In Britain, 19ᵗʰ century, a unit of capacity in the pharmaceutical trade = ½ Winchester quart, about 40 imperial fluid ounces, but often as much as 10 ounces more.
The name probably comes from that of a highly successful firm of wholesale and retail druggists, the creation of Thomas Corbyn (1711 – 1791). Before his death he took as partners three apprentices, and the firm continued for decades, managed by four generations of Messers and Staceys, but trading as Corbyn, Stacey and Company.
Roy Porter and Dorothy Porter.
The Rise of the English Drugs Industry: The Role of Thomas Corbyn.
Medical History, vol. 33, pages 277-295 (1989).
Illustrations from the Wellcome Institute Library. Thomas Corbyn, Quaker Merchant.
Medical History, vol. 33, pages 371-376 (1989).

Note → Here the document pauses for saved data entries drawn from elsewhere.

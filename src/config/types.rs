use serde::Deserialize;

/// Main configuration structure for Driftnet
#[derive(Debug, Clone, Deserialize)]
pub struct Config {
    pub crawler: CrawlerConfig,
    pub fetch: FetchConfig,
    #[serde(default)]
    pub summarizer: SummarizerConfig,
    pub sink: SinkConfig,
}

/// Crawl orchestration configuration
#[derive(Debug, Clone, Deserialize)]
pub struct CrawlerConfig {
    /// Maximum number of seed crawls running at once
    #[serde(rename = "max-concurrent-tasks")]
    pub max_concurrent_tasks: u32,

    /// Per-seed result bound used when a request does not supply one
    #[serde(rename = "default-max-results")]
    pub default_max_results: u32,
}

/// HTTP fetch configuration shared by all handlers
#[derive(Debug, Clone, Deserialize)]
pub struct FetchConfig {
    /// User-Agent header sent with every request
    #[serde(rename = "user-agent")]
    pub user_agent: String,

    /// Overall per-request timeout (seconds)
    #[serde(rename = "request-timeout-secs")]
    pub request_timeout_secs: u64,

    /// Timeout for the content-type probe (seconds)
    #[serde(rename = "probe-timeout-secs")]
    pub probe_timeout_secs: u64,
}

/// Summarization service configuration
///
/// The API key lives here, not in the environment: the config object is
/// constructed once at startup and handed to every component that needs it.
#[derive(Debug, Clone, Deserialize)]
pub struct SummarizerConfig {
    /// API key; summarization is disabled when absent
    #[serde(rename = "api-key")]
    pub api_key: Option<String>,

    /// Completion endpoint to POST to
    #[serde(default = "default_summarizer_endpoint")]
    pub endpoint: String,

    /// Model identifier sent with each request
    #[serde(default = "default_summarizer_model")]
    pub model: String,

    /// Completion length cap
    #[serde(rename = "max-tokens", default = "default_summarizer_max_tokens")]
    pub max_tokens: u32,
}

impl Default for SummarizerConfig {
    fn default() -> Self {
        Self {
            api_key: None,
            endpoint: default_summarizer_endpoint(),
            model: default_summarizer_model(),
            max_tokens: default_summarizer_max_tokens(),
        }
    }
}

fn default_summarizer_endpoint() -> String {
    "https://api.openai.com/v1/completions".to_string()
}

fn default_summarizer_model() -> String {
    "text-davinci-003".to_string()
}

fn default_summarizer_max_tokens() -> u32 {
    1000
}

/// Result sink configuration
#[derive(Debug, Clone, Deserialize)]
pub struct SinkConfig {
    /// Filesystem root under which containers are created
    #[serde(rename = "root-path")]
    pub root_path: String,

    /// Container name for persisted crawl artifacts
    pub container: String,
}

“Winchester Quart” and “Corbyn.”
—These are the names of two glass bottles in which fluids are sent out by wholesale druggists. They have round shoulders and short necks, and are of the same diameter; the “quart” is tall, and holds about 82 fluid ounces, more than half a gallon; the corbyn is squat, and holds half that quantity. The ‘N.E.D.’ makes no mention of “corbyn,” nor does it, under ‘Quart,’ mention the larger bottle. As it will be some time before it gets to W, information as to the origin of these names seems desirable.
The Winchester quart, or “Winchester,” does not appear to have any relation to the Winchester bushel, which was merely a variant of the old corn-bushel, about one per cent larger—a difference probably due to the difficulty of casting a bronze pan of exactly the right capacity.
The ‘N.E.D.’ has under ‘Chopin’: “‘A French liquid measure containing nearly a pint of Winchester’ (J. [Samuel Johnson]), i.e. half an old French pinte.” It would thus appear that in Johnson’s time there was a Winchester fluid measure of approximately French standard, in which the pint was about an old wine-quart, and the quart presumably about two wine-quarts. But both “Winchester quart” and “corbyn” correspond, not to this old wine-standard, but to that of the old ale-gallon, equal to about 163 fluid ounces, the imperial gallon being 160 ounces. Did they become increased from the standard of the old wine-gallon, 133 ounces (or the French galon or half-velte, 139 ounces) to that of the ale-gallon?
There does not seem any probability of their having come from the Channel Islands (in the diocese of Winchester). Guernsey has a “quinte,” one-fifth of the standard “denerel,” equal, for corn, to our old bushel; but it has no quart, at least no local quart. Jersey has a gallon equal to 143 fluid ounces.
As to the name “corbyn,” it may have been originally a proper name attached to this peculiar shape of bottle, half the Winchester quart.
Notes and Queries, 2nd series, vol. 2, pages 405-6, (19 November 1910).
A “WINCHESTER QUART.”-Dr. George Suttie, of Detroit, writes the BULLETIN and quotes a passage from the letter of an Edinburgh pharmacist on this subject: “A Winchester quart bottle is one which holds nominally eighty ounces, but in reality such bottles hold ninety ounces fluid, and wholesale druggists often have them made to hold five imperial pints, or a hundred ounces, when they wish to make their accounts as large as possible. There is another bottle, called a Corbyn quart, which holds forty to forty-five ounces, but really these terms are now obsolete, or should be.”
Bulletin of Pharmacy, vol. 9 no. 3, page 139, (March 1895).
Some 6-oz. marked dispensing bottles held from 4 to 6 drachms too much when made by another firm, whilst 4-oz. of the same make were perfectly accurate; 90-oz. Winchesters more frequently hold 100 oz. Corbyn quarts in one case are accurate, but in another case are 8 to 10 oz. in excess.
The Chemist and Druggist, vol. 29, page 473 (October 2, 1886).